Contrast is Gemini's not-so-secret weapon.
Martin Longley 2009
Initially coming to prominence as a member of Alan Barnes’ Liquorice Stick All-Sorts, Jim Hart is now ready to reveal his rather more modern compositional talents, this debut disc featuring just over an hour's worth of his own pieces.
The Gemini band represents a new wave of British jazz, featuring a flashy cast of alto saxophonist Ivo Neame, bassist Jasper Høiby and the now-ubiquitous drummer Dave Smith. Høiby may hail from Denmark, but he’s found a new home on the London jazz scene, not least as a bandleader himself, with the similarly dashing Phronesis. Gemini are also involved with the Loop Collective, something like Son of the F-ire Collective, propounding similar self-help strategies for London musicians.

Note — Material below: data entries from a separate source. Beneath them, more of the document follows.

//! # Actions
//!
//! Everything that can happen to a countdown becomes an `Action`.
//! A tick of the loop? That's `Action::Tick(now)`.
//! User hits `p`? That's `Action::Pause(now)`.
//!
//! The `update()` function applies an action to the countdown and returns the
//! `Effect` the adapter has to carry out (redraw, show the pause prompt,
//! finish). No I/O happens here; time comes in with the action.
//!
//! ```text
//! Countdown + Action  →  update()  →  Effect
//! ```

use std::time::Instant;

use log::debug;

use crate::core::state::{Countdown, Outcome, Phase, ceil_seconds};

/// A command key, independent of how the terminal reported it.
#[derive(Debug, Clone, Copy, PartialEq, Eq)]
pub enum Command {
    Pause,
    Resume,
    Quit,
}

#[derive(Debug, Clone, Copy, PartialEq, Eq)]
pub enum Action {
    Tick(Instant),
    Pause(Instant),
    Resume(Instant),
    Quit,
}

impl Action {
    pub fn from_command(command: Command, now: Instant) -> Self {
        match command {
            Command::Pause => Action::Pause(now),
            Command::Resume => Action::Resume(now),
            Command::Quit => Action::Quit,
        }
    }
}

/// What the adapter must do after an `update()`.
#[derive(Debug, Clone, Copy, PartialEq, Eq)]
pub enum Effect {
    None,
    /// Draw this many whole seconds.
    Redraw(u64),
    ShowPaused,
    Finish(Outcome),
}

pub fn update(countdown: &mut Countdown, action: Action) -> Effect {
    match (countdown.phase, action) {
        (Phase::Finished(_), _) => Effect::None,

        (_, Action::Quit) => {
            debug!("Quit requested in phase {:?}", countdown.phase);
            countdown.phase = Phase::Finished(Outcome::Aborted);
            Effect::Finish(Outcome::Aborted)
        }

        (Phase::Running, Action::Pause(now)) => {
            let remaining = countdown.deadline.saturating_duration_since(now);
            debug!("Paused with {:?} remaining", remaining);
            countdown.phase = Phase::Paused { remaining };
            Effect::ShowPaused
        }

        // The deadline moves; the remaining time does not.
        (Phase::Paused { remaining }, Action::Resume(now)) => {
            countdown.deadline = now + remaining;
            countdown.phase = Phase::Running;
            debug!("Resumed with {:?} remaining", remaining);
            Effect::None
        }

        (Phase::Running, Action::Tick(now)) => {
            if now >= countdown.deadline {
                countdown.phase = Phase::Finished(Outcome::Completed);
                countdown.last_rendered = 0;
                return Effect::Finish(Outcome::Completed);
            }

            let dt = ceil_seconds(countdown.deadline - now);
            if dt == countdown.last_rendered {
                return Effect::None;
            }
            countdown.last_rendered = dt;
            Effect::Redraw(dt)
        }

        // Pause while paused, resume while running, ticks while paused.
        _ => Effect::None,
    }
}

Right from the opening Four Little Words, no dithering is allowed. The foursome gets straight into a propulsive intricacy that dominates most of the ensuing action. Themes ring in unison between vibraphone and saxophone, with Smith's drums rattling out a series of embellishing accents. It's a busy sound, but without clutter; like watching a confined chipmunk, desperately impatient for release (this is meant in a positive sense). All of the hyperactivity serves the melody, with Gemini managing to impart organic warmth on pieces loaded with spiny constructions.
With a jolt, Dark Moon shifts down to minimalism, opening with a drum solo. The band enters and the spuming resumes, as micro-phrases create a stippling effect. Høiby has an unusually calming role – whenever he takes a bass solo, all else is stilled. This is a repeated technique that doesn't grow stale. Deviation is a prime example of how Hart's compositions swing with thoughtfulness, but the following Crunchy Country is an odd-tune-out, with its rocking-tattoo progression – as it struts along, one can easily imagine Acoustic Ladyland laying into an interpretation. Halfway through, though, it slumps into a Charles Mingus blues hangover, preparing the way for another atypical cut. The closing Last of the Leaves offers a reflective calm, as Hart imitates a slumbering church organ.
Images of Eric Dolphy and, by descent, Frank Zappa flit through the listener's mind, which also senses a likeness to the more recent work of John Hollenbeck's Claudia Quintet. Seven minutes is the average length of each number, and with its changeable moods, the album is very well-paced throughout. Contrast is Gemini's not-so-secret weapon.